//! Frame assembly: turns the game into one triangle list

use glam::Vec2;

use super::shapes::{push_circle, push_rect, push_rect_outline};
use super::text::{self, push_text, push_text_centered};
use super::vertex::{Vertex, colors};
use crate::consts::{SCREEN_HEIGHT, SCREEN_WIDTH};
use crate::game::Game;
use crate::highscores::SessionResults;
use crate::sim::{BlockColor, GamePhase, GameState, PowerUpKind, Starfield};

/// Segments used for starfield circles
const STAR_SEGMENTS: u32 = 10;
/// Gap between the player and the boost outline
const BOOST_OUTLINE_INSET: f32 = 3.0;
const BOOST_OUTLINE_WIDTH: f32 = 3.0;
/// Left inset of the HUD lines
const HUD_MARGIN: f32 = 10.0;
/// HUD lines shrink to stay inside the canvas
const HUD_MAX_WIDTH: f32 = SCREEN_WIDTH - 2.0 * HUD_MARGIN;
/// Finished runs listed on the game over screen
const LEADERBOARD_ROWS: usize = 5;

/// HUD extras that don't live in the simulation
#[derive(Debug, Clone, Copy, Default)]
pub struct HudOptions {
    /// FPS counter value, if shown
    pub fps: Option<u32>,
    pub muted: bool,
}

pub fn block_color(color: BlockColor) -> [f32; 4] {
    match color {
        BlockColor::Red => colors::RED,
        BlockColor::Blue => colors::BLUE,
        BlockColor::Green => colors::GREEN,
    }
}

pub fn powerup_color(kind: PowerUpKind) -> [f32; 4] {
    match kind {
        PowerUpKind::Speed => colors::POWERUP_SPEED,
        PowerUpKind::Shield => colors::POWERUP_SHIELD,
    }
}

fn on_off(flag: bool) -> &'static str {
    if flag { "ON" } else { "OFF" }
}

/// First HUD line: counters
pub fn stats_line(state: &GameState) -> String {
    format!(
        "Score: {}  Best: {}  Dodged: {}  Power-ups: {}",
        state.display_score(),
        state.best_score,
        state.enemies_dodged,
        state.powerups_collected
    )
}

/// Second HUD line: power-up status
pub fn status_line(state: &GameState) -> String {
    format!(
        "Shield: {}  Speed Boost: {}",
        on_off(state.player.shield),
        on_off(state.player.speed_boost)
    )
}

fn push_starfield(out: &mut Vec<Vertex>, starfield: &Starfield) {
    for star in &starfield.stars {
        push_circle(out, star.pos, star.speed, colors::STAR, STAR_SEGMENTS);
    }
}

fn push_entities(out: &mut Vec<Vertex>, state: &GameState) {
    for block in &state.blocks {
        push_rect(out, block.pos, block.extent(), block_color(block.color));
    }
    for pu in &state.powerups {
        push_rect(out, pu.pos, pu.extent(), powerup_color(pu.kind));
    }
}

fn push_player(out: &mut Vec<Vertex>, state: &GameState) {
    let player = &state.player;
    let color = if player.shield {
        colors::PLAYER_SHIELDED
    } else {
        colors::PLAYER
    };
    push_rect(out, player.pos, player.size, color);

    if player.speed_boost {
        push_rect_outline(
            out,
            player.pos - Vec2::splat(BOOST_OUTLINE_INSET),
            player.size + Vec2::splat(BOOST_OUTLINE_INSET * 2.0),
            BOOST_OUTLINE_WIDTH,
            colors::BOOST_OUTLINE,
        );
    }
}

fn push_hud(out: &mut Vec<Vertex>, state: &GameState, hud: &HudOptions) {
    for (line, y, color) in [
        (stats_line(state), 10.0, colors::HUD_STATS),
        (status_line(state), 35.0, colors::HUD_STATUS),
    ] {
        let scale = text::fit_scale(&line, text::SMALL, HUD_MAX_WIDTH);
        push_text(out, &line, Vec2::new(HUD_MARGIN, y), scale, color);
    }

    let mut corner = Vec::new();
    if hud.muted {
        corner.push("MUTED".to_string());
    }
    if let Some(fps) = hud.fps {
        corner.push(format!("FPS: {}", fps));
    }
    for (i, line) in corner.iter().enumerate() {
        let x = SCREEN_WIDTH - HUD_MARGIN - text::text_width(line, text::SMALL);
        let y = 60.0 + i as f32 * 20.0;
        push_text(out, line, Vec2::new(x, y), text::SMALL, colors::HUD_STATS);
    }
}

/// Leaderboard lines shown under the game over banner
pub fn leaderboard_rows(results: &SessionResults, limit: usize) -> Vec<String> {
    results
        .entries()
        .iter()
        .take(limit)
        .enumerate()
        .map(|(i, entry)| {
            format!("{}. {}  Dodged: {}", i + 1, entry.score, entry.enemies_dodged)
        })
        .collect()
}

fn push_leaderboard(out: &mut Vec<Vertex>, game: &Game) {
    let rows = leaderboard_rows(game.results(), LEADERBOARD_ROWS);
    if rows.is_empty() {
        return;
    }

    let center_x = SCREEN_WIDTH / 2.0;
    let top = SCREEN_HEIGHT / 2.0 + 45.0;
    push_text_centered(out, "TOP RUNS", center_x, top, text::SMALL, colors::HUD_STATUS);
    for (i, row) in rows.iter().enumerate() {
        // Highlight the run that just ended
        let color = if game.last_rank() == Some(i + 1) {
            colors::LEADERBOARD_HIGHLIGHT
        } else {
            colors::WHITE
        };
        let y = top + 25.0 + i as f32 * 20.0;
        push_text_centered(out, row, center_x, y, text::SMALL, color);
    }
}

fn push_overlays(out: &mut Vec<Vertex>, game: &Game) {
    let center_x = SCREEN_WIDTH / 2.0;
    let banner_y = SCREEN_HEIGHT / 2.0 - 50.0;
    match game.state().phase {
        GamePhase::Paused => {
            push_text_centered(out, "PAUSED", center_x, banner_y, text::LARGE, colors::PAUSED);
        }
        GamePhase::GameOver => {
            push_text_centered(
                out,
                "GAME OVER!",
                center_x,
                banner_y,
                text::LARGE,
                colors::GAME_OVER,
            );
            push_text_centered(
                out,
                "Press SPACE to Restart",
                center_x,
                SCREEN_HEIGHT / 2.0 + 10.0,
                text::SMALL,
                colors::WHITE,
            );
            push_leaderboard(out, game);
        }
        GamePhase::Running => {}
    }
}

/// Build the whole frame, back to front
pub fn build_scene(game: &Game, hud: &HudOptions) -> Vec<Vertex> {
    let state = game.state();
    let mut vertices = Vec::with_capacity(8_192);

    push_starfield(&mut vertices, game.starfield());
    push_entities(&mut vertices, state);
    push_player(&mut vertices, state);
    push_hud(&mut vertices, state, hud);
    push_overlays(&mut vertices, game);

    vertices
}

#[cfg(test)]
mod tests {
    use super::*;
    use crate::tuning::Tuning;

    #[test]
    fn test_hud_lines() {
        let mut state = GameState::new(12);
        state.score = 57;
        state.enemies_dodged = 3;
        state.powerups_collected = 2;
        state.player.shield = true;
        assert_eq!(stats_line(&state), "Score: 5  Best: 12  Dodged: 3  Power-ups: 2");
        assert_eq!(status_line(&state), "Shield: ON  Speed Boost: OFF");
    }

    fn max_x(vertices: &[Vertex]) -> f32 {
        vertices.iter().map(|v| v.position[0]).fold(f32::MIN, f32::max)
    }

    #[test]
    fn test_hud_fits_on_screen() {
        for (raw_score, best) in [(9_990, 999), (10_000, 1_000), (99_999, 9_999)] {
            let mut state = GameState::new(best);
            state.score = raw_score;
            state.enemies_dodged = 4_321;
            state.powerups_collected = 321;
            state.player.shield = true;
            state.player.speed_boost = true;

            let mut out = Vec::new();
            push_hud(&mut out, &state, &HudOptions::default());
            assert!(
                max_x(&out) < SCREEN_WIDTH,
                "{} overflows",
                stats_line(&state)
            );
        }
        assert!(text::text_width("GAME OVER!", text::LARGE) <= SCREEN_WIDTH);
    }

    #[test]
    fn test_short_hud_keeps_small_scale() {
        let state = GameState::new(0);
        let mut out = Vec::new();
        push_hud(&mut out, &state, &HudOptions::default());
        let mut expected = Vec::new();
        push_text(
            &mut expected,
            &stats_line(&state),
            Vec2::new(HUD_MARGIN, 10.0),
            text::SMALL,
            colors::HUD_STATS,
        );
        assert_eq!(&out[..expected.len()], &expected[..]);
    }

    #[test]
    fn test_leaderboard_rows() {
        let mut game = Game::with_tuning(8, Tuning::without_spawning());
        assert!(leaderboard_rows(game.results(), LEADERBOARD_ROWS).is_empty());

        for _ in 0..120 {
            game.frame(&crate::FrameInput::default());
        }
        game.state_mut().player.pos.y = 0.0;
        let state = game.state_mut();
        let id = state.next_entity_id();
        state.blocks.push(crate::sim::Block {
            id,
            pos: Vec2::new(275.0, -5.0),
            speed: 5.0,
            size: 40.0,
            color: BlockColor::Red,
            absorbed: false,
        });
        game.frame(&crate::FrameInput::default());

        assert_eq!(game.state().phase, GamePhase::GameOver);
        assert_eq!(
            leaderboard_rows(game.results(), LEADERBOARD_ROWS),
            vec!["1. 12  Dodged: 0".to_string()]
        );
        // The fresh entry is highlighted
        let scene = build_scene(&game, &HudOptions::default());
        assert!(scene.iter().any(|v| v.color == colors::LEADERBOARD_HIGHLIGHT));
    }

    #[test]
    fn test_player_color_follows_shield() {
        let mut game = Game::with_tuning(1, Tuning::without_spawning());
        let plain = build_scene(&game, &HudOptions::default());
        assert!(plain.iter().any(|v| v.color == colors::PLAYER));

        game.state_mut().player.shield = true;
        let shielded = build_scene(&game, &HudOptions::default());
        assert!(shielded.iter().any(|v| v.color == colors::PLAYER_SHIELDED));
        assert!(!shielded.iter().any(|v| v.color == colors::PLAYER));
    }

    #[test]
    fn test_boost_outline_only_when_boosted() {
        let mut game = Game::with_tuning(2, Tuning::without_spawning());
        let count = |game: &Game| {
            build_scene(game, &HudOptions::default())
                .iter()
                .filter(|v| v.color == colors::BOOST_OUTLINE)
                .count()
        };
        assert_eq!(count(&game), 0);
        game.state_mut().player.speed_boost = true;
        assert_eq!(count(&game), 24);
    }

    #[test]
    fn test_overlay_colors_per_phase() {
        let mut game = Game::with_tuning(3, Tuning::without_spawning());
        let has = |game: &Game, color: [f32; 4]| {
            build_scene(game, &HudOptions::default())
                .iter()
                .any(|v| v.color == color)
        };
        assert!(!has(&game, colors::GAME_OVER));

        game.state_mut().phase = GamePhase::GameOver;
        assert!(has(&game, colors::GAME_OVER));
    }
}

- ASSIGNED TASK
Locate the word "Vertex" in the records above, and return each line that has it.

- WRITTEN REPLY
use super::vertex::{Vertex, colors};
fn push_starfield(out: &mut Vec<Vertex>, starfield: &Starfield) {
fn push_entities(out: &mut Vec<Vertex>, state: &GameState) {
fn push_player(out: &mut Vec<Vertex>, state: &GameState) {
fn push_hud(out: &mut Vec<Vertex>, state: &GameState, hud: &HudOptions) {
fn push_leaderboard(out: &mut Vec<Vertex>, game: &Game) {
fn push_overlays(out: &mut Vec<Vertex>, game: &Game) {
pub fn build_scene(game: &Game, hud: &HudOptions) -> Vec<Vertex> {
    fn max_x(vertices: &[Vertex]) -> f32 {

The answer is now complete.